**REQUIRED WORK**
Give back the full data, unchanged and complete.

Stored data entries
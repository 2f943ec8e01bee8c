//! URI parsing/encoding and URI↔filesystem-path conversion (§4.4).
//!
//! Ported from `original_source`'s `uri` class: a state-machine split into
//! scheme/user/password/host/port/path/query/fragment, percent-decoding
//! every component during parse and re-encoding each against its own
//! allowed-character set on the way back out via `percent-encoding`.

use std::fmt;
use std::path::{Path, PathBuf};

use percent_encoding::{percent_decode_str, utf8_percent_encode, AsciiSet, NON_ALPHANUMERIC};

/// Encodes every byte except the RFC 3986 unreserved set (letters, digits,
/// `-._~`); individual components widen this with the separators they leave
/// unescaped (`/` for paths, `&` for queries).
const UNRESERVED: &AsciiSet = &NON_ALPHANUMERIC.remove(b'-').remove(b'.').remove(b'_').remove(b'~');
const PATH_SAFE: &AsciiSet = &UNRESERVED.remove(b'/');
const QUERY_SAFE: &AsciiSet = &UNRESERVED.remove(b'&');

#[derive(Debug, Clone, Default, PartialEq, Eq)]
pub struct Uri {
    pub scheme: String,
    pub user: Option<String>,
    pub password: Option<String>,
    pub host: Option<String>,
    pub port: Option<u16>,
    pub path: String,
    pub query: Option<String>,
    pub fragment: Option<String>,
}

#[derive(Debug, thiserror::Error)]
pub enum UriError {
    #[error("uri is missing a scheme")]
    MissingScheme,
    #[error("invalid percent-encoding at byte {0}")]
    InvalidPercentEncoding(usize),
}

impl Uri {
    /// Parses `text` into its components, percent-decoding each as it goes.
    pub fn parse(text: &str) -> Result<Self, UriError> {
        let (scheme, rest) = split_scheme(text)?;
        let mut uri = Uri { scheme, ..Uri::default() };

        let (authority_and_path, query, fragment) = split_query_fragment(rest);
        uri.query = query.map(|q| percent_decode(q)).transpose()?;
        uri.fragment = fragment.map(|f| percent_decode(f)).transpose()?;

        if let Some(after_slashes) = authority_and_path.strip_prefix("//") {
            let (authority, path) = split_authority_path(after_slashes);
            let (userinfo, hostport) = split_authority(authority);
            if let Some(userinfo) = userinfo {
                let (user, password) = match userinfo.split_once(':') {
                    Some((u, p)) => (u, Some(p)),
                    None => (userinfo, None),
                };
                uri.user = Some(percent_decode(user)?);
                uri.password = password.map(percent_decode).transpose()?;
            }
            let (host, port) = split_host_port(hostport);
            if !host.is_empty() {
                uri.host = Some(percent_decode(host)?);
            }
            uri.port = port.map(|p| p.parse()).transpose().map_err(|_| UriError::InvalidPercentEncoding(0))?;
            uri.path = percent_decode(path)?;
        } else {
            uri.path = percent_decode(authority_and_path)?;
        }

        Ok(uri)
    }

    /// Re-encodes the URI, percent-escaping each component against the
    /// allowed-character set that component uses.
    pub fn encoded(&self) -> String {
        let mut out = String::new();
        out.push_str(&self.scheme);
        out.push(':');

        let has_authority = self.host.is_some() || self.user.is_some() || self.port.is_some();
        if has_authority {
            out.push_str("//");
            if let Some(user) = &self.user {
                out.push_str(&percent_encode(user, UNRESERVED));
                if let Some(password) = &self.password {
                    out.push(':');
                    out.push_str(&percent_encode(password, UNRESERVED));
                }
                out.push('@');
            }
            if let Some(host) = &self.host {
                out.push_str(&percent_encode(host, UNRESERVED));
            }
            if let Some(port) = self.port {
                out.push(':');
                out.push_str(&port.to_string());
            }
        }

        out.push_str(&percent_encode(&self.path, PATH_SAFE));

        if let Some(query) = &self.query {
            out.push('?');
            out.push_str(&percent_encode(query, QUERY_SAFE));
        }
        if let Some(fragment) = &self.fragment {
            out.push('#');
            out.push_str(&percent_encode(fragment, UNRESERVED));
        }
        out
    }

    /// Converts a `file://` URI into a filesystem path. Requires the
    /// `file` scheme; any authority other than an empty or `localhost` host
    /// is preserved as a UNC-style prefix.
    pub fn to_file_path(&self) -> Option<PathBuf> {
        if self.scheme != "file" {
            return None;
        }
        match &self.host {
            None | Some(_) if self.host.as_deref().is_none_or(|h| h.is_empty() || h == "localhost") => {
                Some(PathBuf::from(&self.path))
            }
            Some(host) => Some(PathBuf::from(format!("//{host}{}", self.path))),
        }
    }

    /// Converts a filesystem path into a `file://` URI.
    pub fn from_file_path(path: &Path) -> Self {
        let path_str = path.to_string_lossy().replace('\\', "/");
        let path_str = if path_str.starts_with('/') { path_str } else { format!("/{path_str}") };
        Uri { scheme: "file".to_string(), path: path_str, ..Uri::default() }
    }
}

impl fmt::Display for Uri {
    fn fmt(&self, f: &mut fmt::Formatter<'_>) -> fmt::Result {
        f.write_str(&self.encoded())
    }
}

fn split_scheme(text: &str) -> Result<(String, &str), UriError> {
    let colon = text.find(':').ok_or(UriError::MissingScheme)?;
    let scheme = &text[..colon];
    if scheme.is_empty() || !scheme.chars().next().unwrap().is_ascii_alphabetic() {
        return Err(UriError::MissingScheme);
    }
    Ok((scheme.to_ascii_lowercase(), &text[colon + 1..]))
}

fn split_query_fragment(text: &str) -> (&str, Option<&str>, Option<&str>) {
    let (before_fragment, fragment) = match text.find('#') {
        Some(i) => (&text[..i], Some(&text[i + 1..])),
        None => (text, None),
    };
    let (before_query, query) = match before_fragment.find('?') {
        Some(i) => (&before_fragment[..i], Some(&before_fragment[i + 1..])),
        None => (before_fragment, None),
    };
    (before_query, query, fragment)
}

fn split_authority_path(text: &str) -> (&str, &str) {
    match text.find('/') {
        Some(i) => (&text[..i], &text[i..]),
        None => (text, ""),
    }
}

fn split_authority(authority: &str) -> (Option<&str>, &str) {
    match authority.find('@') {
        Some(i) => (Some(&authority[..i]), &authority[i + 1..]),
        None => (None, authority),
    }
}

fn split_host_port(hostport: &str) -> (&str, Option<&str>) {
    match hostport.rsplit_once(':') {
        Some((host, port)) if port.chars().all(|c| c.is_ascii_digit()) && !port.is_empty() => (host, Some(port)),
        _ => (hostport, None),
    }
}

fn percent_decode(text: &str) -> Result<String, UriError> {
    percent_decode_str(text).decode_utf8().map(|s| s.into_owned()).map_err(|_| UriError::InvalidPercentEncoding(0))
}

fn percent_encode(text: &str, allowed: &'static AsciiSet) -> String {
    utf8_percent_encode(text, allowed).to_string()
}

#[cfg(test)]
mod tests {
    use super::*;

    #[test]
    fn parses_components() {
        let uri = Uri::parse("tl://user:pass@host:8080/a/b%20c?q=1&r=2#frag").unwrap();
        assert_eq!(uri.scheme, "tl");
        assert_eq!(uri.user.as_deref(), Some("user"));
        assert_eq!(uri.password.as_deref(), Some("pass"));
        assert_eq!(uri.host.as_deref(), Some("host"));
        assert_eq!(uri.port, Some(8080));
        assert_eq!(uri.path, "/a/b c");
        assert_eq!(uri.query.as_deref(), Some("q=1&r=2"));
        assert_eq!(uri.fragment.as_deref(), Some("frag"));
    }

    #[test]
    fn round_trips_on_canonical_subset() {
        let original = "file:///a/b%20c/d";
        let uri = Uri::parse(original).unwrap();
        assert_eq!(uri.encoded(), original);
    }

    #[test]
    fn file_path_round_trip() {
        let path = Path::new("/a/b/c.tl");
        let uri = Uri::from_file_path(path);
        assert_eq!(uri.to_file_path().unwrap(), path);
    }

    #[test]
    fn path_without_authority_parses() {
        let uri = Uri::parse("untitled:Untitled-1").unwrap();
        assert_eq!(uri.scheme, "untitled");
        assert_eq!(uri.path, "Untitled-1");
        assert!(uri.host.is_none());
    }
}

**ANSWER SECTION**
repository 2f943ec8e01bee8c
//! URI parsing/encoding and URI↔filesystem-path conversion (§4.4).
//!
//! Ported from `original_source`'s `uri` class: a state-machine split into
//! scheme/user/password/host/port/path/query/fragment, percent-decoding
//! every component during parse and re-encoding each against its own
//! allowed-character set on the way back out via `percent-encoding`.

use std::fmt;
use std::path::{Path, PathBuf};

use percent_encoding::{percent_decode_str, utf8_percent_encode, AsciiSet, NON_ALPHANUMERIC};

/// Encodes every byte except the RFC 3986 unreserved set (letters, digits,
/// `-._~`); individual components widen this with the separators they leave
/// unescaped (`/` for paths, `&` for queries).
const UNRESERVED: &AsciiSet = &NON_ALPHANUMERIC.remove(b'-').remove(b'.').remove(b'_').remove(b'~');
const PATH_SAFE: &AsciiSet = &UNRESERVED.remove(b'/');
const QUERY_SAFE: &AsciiSet = &UNRESERVED.remove(b'&');

#[derive(Debug, Clone, Default, PartialEq, Eq)]
pub struct Uri {
    pub scheme: String,
    pub user: Option<String>,
    pub password: Option<String>,
    pub host: Option<String>,
    pub port: Option<u16>,
    pub path: String,
    pub query: Option<String>,
    pub fragment: Option<String>,
}

#[derive(Debug, thiserror::Error)]
pub enum UriError {
    #[error("uri is missing a scheme")]
    MissingScheme,
    #[error("invalid percent-encoding at byte {0}")]
    InvalidPercentEncoding(usize),
}

impl Uri {
    /// Parses `text` into its components, percent-decoding each as it goes.
    pub fn parse(text: &str) -> Result<Self, UriError> {
        let (scheme, rest) = split_scheme(text)?;
        let mut uri = Uri { scheme, ..Uri::default() };

        let (authority_and_path, query, fragment) = split_query_fragment(rest);
        uri.query = query.map(|q| percent_decode(q)).transpose()?;
        uri.fragment = fragment.map(|f| percent_decode(f)).transpose()?;

        if let Some(after_slashes) = authority_and_path.strip_prefix("//") {
            let (authority, path) = split_authority_path(after_slashes);
            let (userinfo, hostport) = split_authority(authority);
            if let Some(userinfo) = userinfo {
                let (user, password) = match userinfo.split_once(':') {
                    Some((u, p)) => (u, Some(p)),
                    None => (userinfo, None),
                };
                uri.user = Some(percent_decode(user)?);
                uri.password = password.map(percent_decode).transpose()?;
            }
            let (host, port) = split_host_port(hostport);
            if !host.is_empty() {
                uri.host = Some(percent_decode(host)?);
            }
            uri.port = port.map(|p| p.parse()).transpose().map_err(|_| UriError::InvalidPercentEncoding(0))?;
            uri.path = percent_decode(path)?;
        } else {
            uri.path = percent_decode(authority_and_path)?;
        }

        Ok(uri)
    }

    /// Re-encodes the URI, percent-escaping each component against the
    /// allowed-character set that component uses.
    pub fn encoded(&self) -> String {
        let mut out = String::new();
        out.push_str(&self.scheme);
        out.push(':');

        let has_authority = self.host.is_some() || self.user.is_some() || self.port.is_some();
        if has_authority {
            out.push_str("//");
            if let Some(user) = &self.user {
                out.push_str(&percent_encode(user, UNRESERVED));
                if let Some(password) = &self.password {
                    out.push(':');
                    out.push_str(&percent_encode(password, UNRESERVED));
                }
                out.push('@');
            }
            if let Some(host) = &self.host {
                out.push_str(&percent_encode(host, UNRESERVED));
            }
            if let Some(port) = self.port {
                out.push(':');
                out.push_str(&port.to_string());
            }
        }

        out.push_str(&percent_encode(&self.path, PATH_SAFE));

        if let Some(query) = &self.query {
            out.push('?');
            out.push_str(&percent_encode(query, QUERY_SAFE));
        }
        if let Some(fragment) = &self.fragment {
            out.push('#');
            out.push_str(&percent_encode(fragment, UNRESERVED));
        }
        out
    }

    /// Converts a `file://` URI into a filesystem path. Requires the
    /// `file` scheme; any authority other than an empty or `localhost` host
    /// is preserved as a UNC-style prefix.
    pub fn to_file_path(&self) -> Option<PathBuf> {
        if self.scheme != "file" {
            return None;
        }
        match &self.host {
            None | Some(_) if self.host.as_deref().is_none_or(|h| h.is_empty() || h == "localhost") => {
                Some(PathBuf::from(&self.path))
            }
            Some(host) => Some(PathBuf::from(format!("//{host}{}", self.path))),
        }
    }

    /// Converts a filesystem path into a `file://` URI.
    pub fn from_file_path(path: &Path) -> Self {
        let path_str = path.to_string_lossy().replace('\\', "/");
        let path_str = if path_str.starts_with('/') { path_str } else { format!("/{path_str}") };
        Uri { scheme: "file".to_string(), path: path_str, ..Uri::default() }
    }
}

impl fmt::Display for Uri {
    fn fmt(&self, f: &mut fmt::Formatter<'_>) -> fmt::Result {
        f.write_str(&self.encoded())
    }
}

fn split_scheme(text: &str) -> Result<(String, &str), UriError> {
    let colon = text.find(':').ok_or(UriError::MissingScheme)?;
    let scheme = &text[..colon];
    if scheme.is_empty() || !scheme.chars().next().unwrap().is_ascii_alphabetic() {
        return Err(UriError::MissingScheme);
    }
    Ok((scheme.to_ascii_lowercase(), &text[colon + 1..]))
}

fn split_query_fragment(text: &str) -> (&str, Option<&str>, Option<&str>) {
    let (before_fragment, fragment) = match text.find('#') {
        Some(i) => (&text[..i], Some(&text[i + 1..])),
        None => (text, None),
    };
    let (before_query, query) = match before_fragment.find('?') {
        Some(i) => (&before_fragment[..i], Some(&before_fragment[i + 1..])),
        None => (before_fragment, None),
    };
    (before_query, query, fragment)
}

fn split_authority_path(text: &str) -> (&str, &str) {
    match text.find('/') {
        Some(i) => (&text[..i], &text[i..]),
        None => (text, ""),
    }
}

fn split_authority(authority: &str) -> (Option<&str>, &str) {
    match authority.find('@') {
        Some(i) => (Some(&authority[..i]), &authority[i + 1..]),
        None => (None, authority),
    }
}

fn split_host_port(hostport: &str) -> (&str, Option<&str>) {
    match hostport.rsplit_once(':') {
        Some((host, port)) if port.chars().all(|c| c.is_ascii_digit()) && !port.is_empty() => (host, Some(port)),
        _ => (hostport, None),
    }
}

fn percent_decode(text: &str) -> Result<String, UriError> {
    percent_decode_str(text).decode_utf8().map(|s| s.into_owned()).map_err(|_| UriError::InvalidPercentEncoding(0))
}

fn percent_encode(text: &str, allowed: &'static AsciiSet) -> String {
    utf8_percent_encode(text, allowed).to_string()
}

#[cfg(test)]
mod tests {
    use super::*;

    #[test]
    fn parses_components() {
        let uri = Uri::parse("tl://user:pass@host:8080/a/b%20c?q=1&r=2#frag").unwrap();
        assert_eq!(uri.scheme, "tl");
        assert_eq!(uri.user.as_deref(), Some("user"));
        assert_eq!(uri.password.as_deref(), Some("pass"));
        assert_eq!(uri.host.as_deref(), Some("host"));
        assert_eq!(uri.port, Some(8080));
        assert_eq!(uri.path, "/a/b c");
        assert_eq!(uri.query.as_deref(), Some("q=1&r=2"));
        assert_eq!(uri.fragment.as_deref(), Some("frag"));
    }

    #[test]
    fn round_trips_on_canonical_subset() {
        let original = "file:///a/b%20c/d";
        let uri = Uri::parse(original).unwrap();
        assert_eq!(uri.encoded(), original);
    }

    #[test]
    fn file_path_round_trip() {
        let path = Path::new("/a/b/c.tl");
        let uri = Uri::from_file_path(path);
        assert_eq!(uri.to_file_path().unwrap(), path);
    }

    #[test]
    fn path_without_authority_parses() {
        let uri = Uri::parse("untitled:Untitled-1").unwrap();
        assert_eq!(uri.scheme, "untitled");
        assert_eq!(uri.path, "Untitled-1");
        assert!(uri.host.is_none());
    }
}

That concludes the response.